*Task brief:* Return, word for word, only the lines of the data below that lie between the line with "Branch reference, 81 trytes." and the line with "the bundle lifecycle.", those two lines included.

*Listed records:*
====

//! The transaction record and its canonical wire frame.
//!
//! A transaction is 2673 trytes (8019 trits) on the wire. The frame is not
//! negotiable: the bundle hash absorbs fields at these exact offsets, the
//! signing engine signs over them, and the proof-of-work search treats
//! everything before the final 243-trit nonce block as its fixed prefix.
//! `to_trytes` and `from_trytes` below are therefore consensus code wearing
//! a serialization costume.

use serde::{Deserialize, Serialize};
use thiserror::Error;

use crate::config::{
    ADDRESS_LENGTH, BRANCH_OFFSET, BUNDLE_OFFSET, CURRENT_INDEX_OFFSET, INDEX_LENGTH,
    INDEX_TRIT_LENGTH, LAST_INDEX_OFFSET, NONCE_LENGTH, NONCE_OFFSET, SIGNATURE_MESSAGE_LENGTH,
    TAG_LENGTH, TAG_OFFSET, TIMESTAMP_OFFSET, TRANSACTION_TRYTE_LENGTH, TRUNK_OFFSET,
    VALUE_LENGTH, VALUE_OFFSET, VALUE_TRIT_LENGTH,
};
use crate::ternary::{self, Trit};

/// Errors decoding a transaction from its wire encoding.
#[derive(Debug, Error, PartialEq, Eq)]
pub enum TransactionError {
    /// Wrong overall length — the frame is exactly 2673 trytes.
    #[error("invalid transaction length {0}: expected {TRANSACTION_TRYTE_LENGTH} trytes")]
    InvalidLength(usize),

    /// A character outside the tryte alphabet.
    #[error("transaction contains non-tryte characters")]
    InvalidTrytes,

    /// A numeric frame field decoding to a value outside its domain.
    #[error("transaction {0} field encodes a negative value")]
    NegativeField(&'static str),
}

/// One transaction in a bundle.
///
/// Mutable while the bundle is being assembled; once
/// [`finalize`](crate::transaction::Bundle::finalize) has run, everything
/// except the signature field (filled next) and the nonce (set by proof of
/// work) is fixed. The attachment timestamps are node-layer metadata: they
/// ride along for submission but sit outside the hashed frame.
#[derive(Debug, Clone, PartialEq, Eq, Serialize, Deserialize)]
pub struct Transaction {
    /// Signature, or message fragment for zero-value transactions.
    /// 2187 trytes once populated; all-nines marks an unsigned slot.
    pub signature_message: String,
    /// Target address, 81 trytes, no checksum.
    pub address: String,
    /// Transferred value; negative on input (spending) transactions.
    pub value: i64,
    /// User tag, 27 trytes. Also the balanced-ternary counter the bundle
    /// finalizer bumps to dodge normalized-hash collisions — hence
    /// "obsolete": its user-visible content doesn't survive finalization
    /// of colliding bundles.
    pub obsolete_tag: String,
    /// Creation time, seconds since the epoch.
    pub timestamp: u64,
    /// Position of this transaction within its bundle.
    pub current_index: usize,
    /// Index of the bundle's final transaction.
    pub last_index: usize,
    /// Bundle hash shared by every transaction in the bundle, 81 trytes.
    pub bundle: String,
    /// Trunk reference, 81 trytes.
    pub trunk: String,
    /// Branch reference, 81 trytes.
    pub branch: String,
    /// Proof-of-work nonce, 81 trytes (the frame's final 243 trits).
    pub nonce: String,
    /// When the transaction was attached (node metadata, unhashed).
    pub attachment_timestamp: u64,
    /// Lower bound of the attachment window (node metadata, unhashed).
    pub attachment_timestamp_lower: u64,
    /// Upper bound of the attachment window (node metadata, unhashed).
    pub attachment_timestamp_upper: u64,
}

impl Transaction {
    /// A fresh entry transaction. Link, signature, and nonce fields start
    /// empty and are populated over the bundle lifecycle.
    pub fn new(address: &str, value: i64, tag: &str, timestamp: u64) -> Self {
        assert!(
            ternary::is_trytes(address) && address.len() == ADDRESS_LENGTH,
            "address must be {ADDRESS_LENGTH} trytes"
        );
        assert!(
            ternary::is_trytes(tag) && tag.len() <= TAG_LENGTH,
            "tag must be at most {TAG_LENGTH} trytes"
        );
        Self {
            signature_message: String::new(),
            address: address.to_string(),
            value,
            obsolete_tag: ternary::pad_trytes(tag, TAG_LENGTH),
            timestamp,
            current_index: 0,
            last_index: 0,
            bundle: String::new(),
            trunk: String::new(),
            branch: String::new(),
            nonce: String::new(),
            attachment_timestamp: 0,
            attachment_timestamp_lower: 0,
            attachment_timestamp_upper: 0,
        }
    }

    /// Encode the canonical 2673-tryte wire frame.
    ///
    /// Unpopulated string fields are padded with `9`s to their exact frame
    /// width, so a half-built transaction still encodes to a well-formed
    /// frame (with sentinel fields).
    pub fn to_trytes(&self) -> String {
        let mut frame = String::with_capacity(TRANSACTION_TRYTE_LENGTH);
        frame.push_str(&ternary::pad_trytes(
            &self.signature_message,
            SIGNATURE_MESSAGE_LENGTH,
        ));
        frame.push_str(&ternary::pad_trytes(&self.address, ADDRESS_LENGTH));
        frame.push_str(&ternary::trytes_from_trits(&ternary::trits_from_value(
            self.value,
            VALUE_TRIT_LENGTH,
        )));
        frame.push_str(&ternary::pad_trytes(&self.obsolete_tag, TAG_LENGTH));
        frame.push_str(&encode_index(self.timestamp as i64));
        frame.push_str(&encode_index(self.current_index as i64));
        frame.push_str(&encode_index(self.last_index as i64));
        frame.push_str(&ternary::pad_trytes(&self.bundle, ADDRESS_LENGTH));
        frame.push_str(&ternary::pad_trytes(&self.trunk, ADDRESS_LENGTH));
        frame.push_str(&ternary::pad_trytes(&self.branch, ADDRESS_LENGTH));
        frame.push_str(&ternary::pad_trytes(&self.nonce, NONCE_LENGTH));
        debug_assert_eq!(frame.len(), TRANSACTION_TRYTE_LENGTH);
        frame
    }

    /// Encode the frame as trits, the form the proof-of-work search
    /// consumes.
    pub fn to_trits(&self) -> Vec<Trit> {
        ternary::trits_from_trytes(&self.to_trytes())
    }

    /// Decode a transaction from its wire frame.
    ///
    /// Attachment metadata is not part of the frame and comes back zeroed.
    pub fn from_trytes(trytes: &str) -> Result<Self, TransactionError> {
        if trytes.len() != TRANSACTION_TRYTE_LENGTH {
            return Err(TransactionError::InvalidLength(trytes.len()));
        }
        if !ternary::is_trytes(trytes) {
            return Err(TransactionError::InvalidTrytes);
        }

        let field = |offset: usize, length: usize| trytes[offset..offset + length].to_string();
        let numeric = |offset: usize, length: usize| {
            ternary::value_from_trits(&ternary::trits_from_trytes(
                &trytes[offset..offset + length],
            ))
        };

        let timestamp = numeric(TIMESTAMP_OFFSET, INDEX_LENGTH);
        let current_index = numeric(CURRENT_INDEX_OFFSET, INDEX_LENGTH);
        let last_index = numeric(LAST_INDEX_OFFSET, INDEX_LENGTH);
        for (name, value) in [
            ("timestamp", timestamp),
            ("current_index", current_index),
            ("last_index", last_index),
        ] {
            if value < 0 {
                return Err(TransactionError::NegativeField(name));
            }
        }

        Ok(Self {
            signature_message: field(0, SIGNATURE_MESSAGE_LENGTH),
            address: field(SIGNATURE_MESSAGE_LENGTH, ADDRESS_LENGTH),
            value: numeric(VALUE_OFFSET, VALUE_LENGTH),
            obsolete_tag: field(TAG_OFFSET, TAG_LENGTH),
            timestamp: timestamp as u64,
            current_index: current_index as usize,
            last_index: last_index as usize,
            bundle: field(BUNDLE_OFFSET, ADDRESS_LENGTH),
            trunk: field(TRUNK_OFFSET, ADDRESS_LENGTH),
            branch: field(BRANCH_OFFSET, ADDRESS_LENGTH),
            nonce: field(NONCE_OFFSET, NONCE_LENGTH),
            attachment_timestamp: 0,
            attachment_timestamp_lower: 0,
            attachment_timestamp_upper: 0,
        })
    }
}

/// Encode a numeric frame field as 9 trytes (27 trits).
fn encode_index(value: i64) -> String {
    ternary::trytes_from_trits(&ternary::trits_from_value(value, INDEX_TRIT_LENGTH))
}

#[cfg(test)]
mod tests {
    use super::*;
    use crate::config::TRANSACTION_TRIT_LENGTH;

    fn sample() -> Transaction {
        let address = ternary::pad_trytes("RIDDLE", ADDRESS_LENGTH);
        let mut tx = Transaction::new(&address, -1_000, "TAG", 1_700_000_000);
        tx.current_index = 1;
        tx.last_index = 3;
        tx.bundle = ternary::pad_trytes("BUNDLEHASH", ADDRESS_LENGTH);
        tx
    }

    #[test]
    fn frame_has_exact_widths() {
        let tx = sample();
        let trytes = tx.to_trytes();
        assert_eq!(trytes.len(), TRANSACTION_TRYTE_LENGTH);
        assert_eq!(tx.to_trits().len(), TRANSACTION_TRIT_LENGTH);
    }

    #[test]
    fn wire_roundtrip_preserves_frame_fields() {
        let tx = sample();
        let decoded = Transaction::from_trytes(&tx.to_trytes()).unwrap();
        assert_eq!(decoded.address, tx.address);
        assert_eq!(decoded.value, -1_000);
        assert_eq!(decoded.obsolete_tag, ternary::pad_trytes("TAG", TAG_LENGTH));
        assert_eq!(decoded.timestamp, 1_700_000_000);
        assert_eq!(decoded.current_index, 1);
        assert_eq!(decoded.last_index, 3);
        assert_eq!(decoded.bundle, tx.bundle);
        // Re-encoding the decoded record must be byte-identical.
        assert_eq!(decoded.to_trytes(), tx.to_trytes());
    }

    #[test]
    fn unfilled_fields_encode_as_nines() {
        let tx = sample();
        let trytes = tx.to_trytes();
        assert!(ternary::is_all_nines(&trytes[..SIGNATURE_MESSAGE_LENGTH]));
        assert!(ternary::is_all_nines(&trytes[NONCE_OFFSET..]));
    }

    #[test]
    fn malformed_frames_are_rejected() {
        assert_eq!(
            Transaction::from_trytes("ABC"),
            Err(TransactionError::InvalidLength(3))
        );
        let lowercase = "a".repeat(TRANSACTION_TRYTE_LENGTH);
        assert_eq!(
            Transaction::from_trytes(&lowercase),
            Err(TransactionError::InvalidTrytes)
        );
    }

    #[test]
    fn serde_roundtrip() {
        let tx = sample();
        let json = serde_json::to_string(&tx).unwrap();
        let recovered: Transaction = serde_json::from_str(&json).unwrap();
        assert_eq!(tx, recovered);
    }

    #[test]
    #[should_panic(expected = "address must be")]
    fn short_address_is_rejected() {
        Transaction::new("SHORT", 0, "TAG", 0);
    }

    #[test]
    #[should_panic(expected = "tag must be at most")]
    fn oversized_tag_is_rejected() {
        let address = ternary::pad_trytes("RIDDLE", ADDRESS_LENGTH);
        Transaction::new(&address, 0, &"T".repeat(TAG_LENGTH + 3), 0);
    }

    #[test]
    fn max_width_tag_keeps_the_frame_exact() {
        let address = ternary::pad_trytes("RIDDLE", ADDRESS_LENGTH);
        let tx = Transaction::new(&address, 0, &"T".repeat(TAG_LENGTH), 0);
        let trytes = tx.to_trytes();
        assert_eq!(trytes.len(), TRANSACTION_TRYTE_LENGTH);
        assert_eq!(&trytes[TAG_OFFSET..TAG_OFFSET + TAG_LENGTH], tx.obsolete_tag);
    }

    #[test]
    fn negative_index_frames_are_rejected() {
        let mut trytes = sample().to_trytes();
        trytes.replace_range(
            CURRENT_INDEX_OFFSET..CURRENT_INDEX_OFFSET + INDEX_LENGTH,
            &encode_index(-1),
        );
        assert_eq!(
            Transaction::from_trytes(&trytes),
            Err(TransactionError::NegativeField("current_index"))
        );
    }
}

====

*Finished exercise:*
    /// Branch reference, 81 trytes.
    pub branch: String,
    /// Proof-of-work nonce, 81 trytes (the frame's final 243 trits).
    pub nonce: String,
    /// When the transaction was attached (node metadata, unhashed).
    pub attachment_timestamp: u64,
    /// Lower bound of the attachment window (node metadata, unhashed).
    pub attachment_timestamp_lower: u64,
    /// Upper bound of the attachment window (node metadata, unhashed).
    pub attachment_timestamp_upper: u64,
}

impl Transaction {
    /// A fresh entry transaction. Link, signature, and nonce fields start
    /// empty and are populated over the bundle lifecycle.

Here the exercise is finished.